3. The star values from each metric are averaged among each respective domain to form domain

level stars, provided a minimum number of metric-level scores are available for each domains.

For example, in 2009 and 2010, a domain-level star was only calculated if the contract had a star

value for at least 6 of the 12 individual measures. The domain-level star ratings are observed in

our dataset.

4. Overall Part C summary scores are then calculated by averaging the domain-level star ratings

and adding an integration factor (i-Factor). The i-Factor is intended to reward consistency in a

plan’s quality across domains, and is calculated as follows:

(a) Derive the mean and variance of all individual metric summary scores for each contract.

(b) Form the distribution of the mean and variance across contracts.

(c) Assign an i-Factor of 0.4 for low variance (below 30th percentile) and high mean (above 85th

percentile), 0.3 for medium variance (30th to 70th percentile) and high mean, 0.2 for low

variance and relatively high mean (65th to 85th percentile), and 0.1 for medium variance

and relatively high mean. All other contracts are assigned an i-Factor of 0.
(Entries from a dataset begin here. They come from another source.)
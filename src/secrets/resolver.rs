use std::sync::Arc;
use std::time::Duration;

use snafu::Snafu;
use spectre_common::{DomainError, ErrorKind, HasKind};
use spectre_k8s::{SecretSource, SecretValue, WatchEvent};
use tokio::sync::broadcast::error::RecvError;
use tokio::sync::mpsc;

use crate::config::CredentialRef;

const DEFAULT_WARMUP_TIMEOUT: Duration = Duration::from_secs(5);
const ROTATION_CHANNEL_CAPACITY: usize = 16;

/// A rotation of one `credentialRef`'s resolved value, as observed by
/// `SecretResolver::watch`.
#[derive(Debug, Clone)]
pub enum Rotation {
    Updated(SecretValue),
    Removed,
}

#[derive(Debug, Snafu)]
pub enum ResolveError {
    #[snafu(display("secret {secret_name:?} has not synced yet"))]
    NotReady { secret_name: String },
    #[snafu(display("key {key:?} not present in secret {secret_name:?}"))]
    NotFound { secret_name: String, key: String },
}

impl HasKind for ResolveError {
    fn kind(&self) -> ErrorKind {
        match self {
            ResolveError::NotReady { .. } => ErrorKind::NotReady,
            ResolveError::NotFound { .. } => ErrorKind::NotFound,
        }
    }
}

impl From<ResolveError> for DomainError {
    fn from(e: ResolveError) -> Self {
        DomainError::new(e.kind(), e.to_string())
    }
}

/// The read-through cache every `credentialRef` resolves through,
/// backed by one watch per distinct secret name
/// (`spectre_k8s::SecretSource`), shared across every `credentialRef`
/// naming it. Tests substitute `spectre_k8s::mock::StaticSecretSource`
/// for the live cluster informer. A resolver with no source at all is
/// a legitimate, permanently-`NotReady` configuration rather than a
/// special case - it's what a deployment with no in-cluster access
/// (or a test that never exercises a `credentialRef`) gets instead of
/// an `Option` threaded through every caller.
pub struct SecretResolver {
    source: Option<Arc<dyn SecretSource>>,
    warmup_timeout: Duration,
}

impl SecretResolver {
    pub fn new(source: Arc<dyn SecretSource>) -> Self {
        Self {
            source: Some(source),
            warmup_timeout: DEFAULT_WARMUP_TIMEOUT,
        }
    }

    pub fn disconnected() -> Self {
        Self {
            source: None,
            warmup_timeout: DEFAULT_WARMUP_TIMEOUT,
        }
    }

    pub fn with_warmup_timeout(mut self, timeout: Duration) -> Self {
        self.warmup_timeout = timeout;
        self
    }

    /// Reclaims per-secret watches no longer referenced by any live
    /// caller. Intended to run on a periodic timer alongside the
    /// health-probe loop; a no-op when disconnected.
    pub fn sweep(&self) {
        if let Some(source) = &self.source {
            source.sweep();
        }
    }

    /// Resolves a `credentialRef` to its current value. The first call
    /// for a given `secretName` waits for that secret's watch to
    /// complete its initial sync, bounded by `warmup_timeout`; a caller
    /// that sees `NotReady` may still proceed in a degraded state.
    pub async fn resolve(&self, credential_ref: &CredentialRef) -> Result<SecretValue, ResolveError> {
        let Some(source) = &self.source else {
            return Err(ResolveError::NotReady { secret_name: credential_ref.secret_name.clone() });
        };
        let watch = source.watch(&credential_ref.secret_name);
        watch.wait_ready(self.warmup_timeout).await.map_err(|_| ResolveError::NotReady {
            secret_name: credential_ref.secret_name.clone(),
        })?;
        watch.get(&credential_ref.key).ok_or_else(|| ResolveError::NotFound {
            secret_name: credential_ref.secret_name.clone(),
            key: credential_ref.key.clone(),
        })
    }

    /// Subscribes to rotations of one `credentialRef`. Yields an
    /// `Updated` entry whenever the underlying secret changes and the
    /// key still resolves, or `Removed` once it (or the whole secret)
    /// disappears. Dropping the receiver stops the forwarding task on
    /// its next event. With no source, the receiver simply never
    /// yields anything.
    pub fn watch(&self, credential_ref: &CredentialRef) -> mpsc::Receiver<Rotation> {
        let (tx, rx) = mpsc::channel(ROTATION_CHANNEL_CAPACITY);
        let Some(source) = self.source.clone() else {
            return rx;
        };
        let watch = source.watch(&credential_ref.secret_name);
        let mut rotations = watch.subscribe();
        let key = credential_ref.key.clone();
        tokio::spawn(async move {
            loop {
                let rotation = match rotations.recv().await {
                    Ok(WatchEvent::Changed) => match watch.get(&key) {
                        Some(value) => Rotation::Updated(value),
                        None => Rotation::Removed,
                    },
                    Ok(WatchEvent::Removed) => Rotation::Removed,
                    Err(RecvError::Lagged(_)) => continue,
                    Err(RecvError::Closed) => break,
                };
                if tx.send(rotation).await.is_err() {
                    break;
                }
            }
        });
        rx
    }
}

#[cfg(test)]
mod tests {
    use std::collections::HashMap;

    use spectre_k8s::mock::StaticSecretSource;

    use super::*;

    #[tokio::test]
    async fn disconnected_resolver_reports_not_ready() {
        let resolver = SecretResolver::disconnected();
        let credential_ref = CredentialRef { secret_name: "db".into(), key: "password".into() };
        let err = resolver.resolve(&credential_ref).await.unwrap_err();
        assert_eq!(err.kind(), ErrorKind::NotReady);
    }

    #[tokio::test]
    async fn disconnected_resolver_watch_never_yields() {
        let resolver = SecretResolver::disconnected();
        let credential_ref = CredentialRef { secret_name: "db".into(), key: "password".into() };
        let mut rx = resolver.watch(&credential_ref);
        assert!(rx.recv().await.is_none());
    }

    #[tokio::test]
    async fn resolve_returns_not_found_before_first_rotation() {
        let source = Arc::new(StaticSecretSource::new());
        let resolver = SecretResolver::new(source);
        let credential_ref = CredentialRef { secret_name: "db".into(), key: "password".into() };
        let err = resolver.resolve(&credential_ref).await.unwrap_err();
        assert_eq!(err.kind(), ErrorKind::NotFound);
    }

    #[tokio::test]
    async fn resolve_succeeds_once_mock_source_is_seeded() {
        let source = Arc::new(StaticSecretSource::new());
        source.rotate("db", HashMap::from([("password".to_string(), b"hunter2".to_vec())]));
        let resolver = SecretResolver::new(source);

        let credential_ref = CredentialRef { secret_name: "db".into(), key: "password".into() };
        let value = resolver.resolve(&credential_ref).await.unwrap();
        assert_eq!(value.bytes, b"hunter2");
    }

    #[tokio::test]
    async fn watch_observes_rotation_after_initial_not_found() {
        let source = Arc::new(StaticSecretSource::new());
        let resolver = SecretResolver::new(source.clone());
        let credential_ref = CredentialRef { secret_name: "db".into(), key: "password".into() };

        // Mirrors a degraded instance whose first resolve attempt fails
        // because the secret hasn't been created yet.
        assert!(resolver.resolve(&credential_ref).await.is_err());

        let mut rx = resolver.watch(&credential_ref);
        source.rotate("db", HashMap::from([("password".to_string(), b"hunter2".to_vec())]));

        let rotation = rx.recv().await.expect("rotation delivered");
        match rotation {
            Rotation::Updated(value) => assert_eq!(value.bytes, b"hunter2"),
            Rotation::Removed => panic!("expected an update, got a removal"),
        }
    }
}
5. Overall Part C star ratings are then calculated by rounding the overall summary score to the

nearest half-star value.

21

We do not observe the i-Factors in the data. We therefore replicated the CMS methodology, ultimately

matching the overall star ratings for 98.8% and 98.5% of the plans in 2009 and 2010, respectively. As

discussed in the text, plans for which we were unable to replicate star ratings were dropped from the

analysis. Note also that star ratings are based on data from at least the previous calendar year and

sometimes further back depending on ease of access from CMS. New plans therefore do not have a star

rating available, nor was a star rating for such plans provided to beneficiaries.

Tables 10 and 11 presents example calculations of the overall summary score and resulting star

values for 5 contracts in 2009. The table lists the summary scores for the individual metrics along

with the corresponding star values, each of which are observed in the raw data. The high mean and

low mean thresholds for i-Factor calculations were calculated to be 3.6667 and 3.2381, respectively.

Similarly, the high variance and low variance thresholds were 1.3462 and 1.0362, respectively.

Table 10 and 11

The calculations for each contract in Table 10 are discussed individually below:

1. Contract H0150: With a mean star value of 2.583 and a variance of 0.879, the contract received

an i-Factor of 0 (due to a low mean), which provided an overall summary score of 2.583 and a

star rating of 2.5.

2. Contract H0151: With a mean star value of 2.667 and a variance of 0.8, the contract received an

i-Factor of 0 (again from a low mean), which provided an overall summary score of 2.667 and a

star rating of 2.5, just 0.083 points away from receiving a 3-star rating.

3. Contract H1558: With a mean star value of 3.967 and a variance of 1.275, the contract received

an i-Factor of 0.3 (high mean and medium variance), which provided an overall summary score

of 4.267, just 0.0167 above the 4.25 threshold required to round up to a 4.5-star rating.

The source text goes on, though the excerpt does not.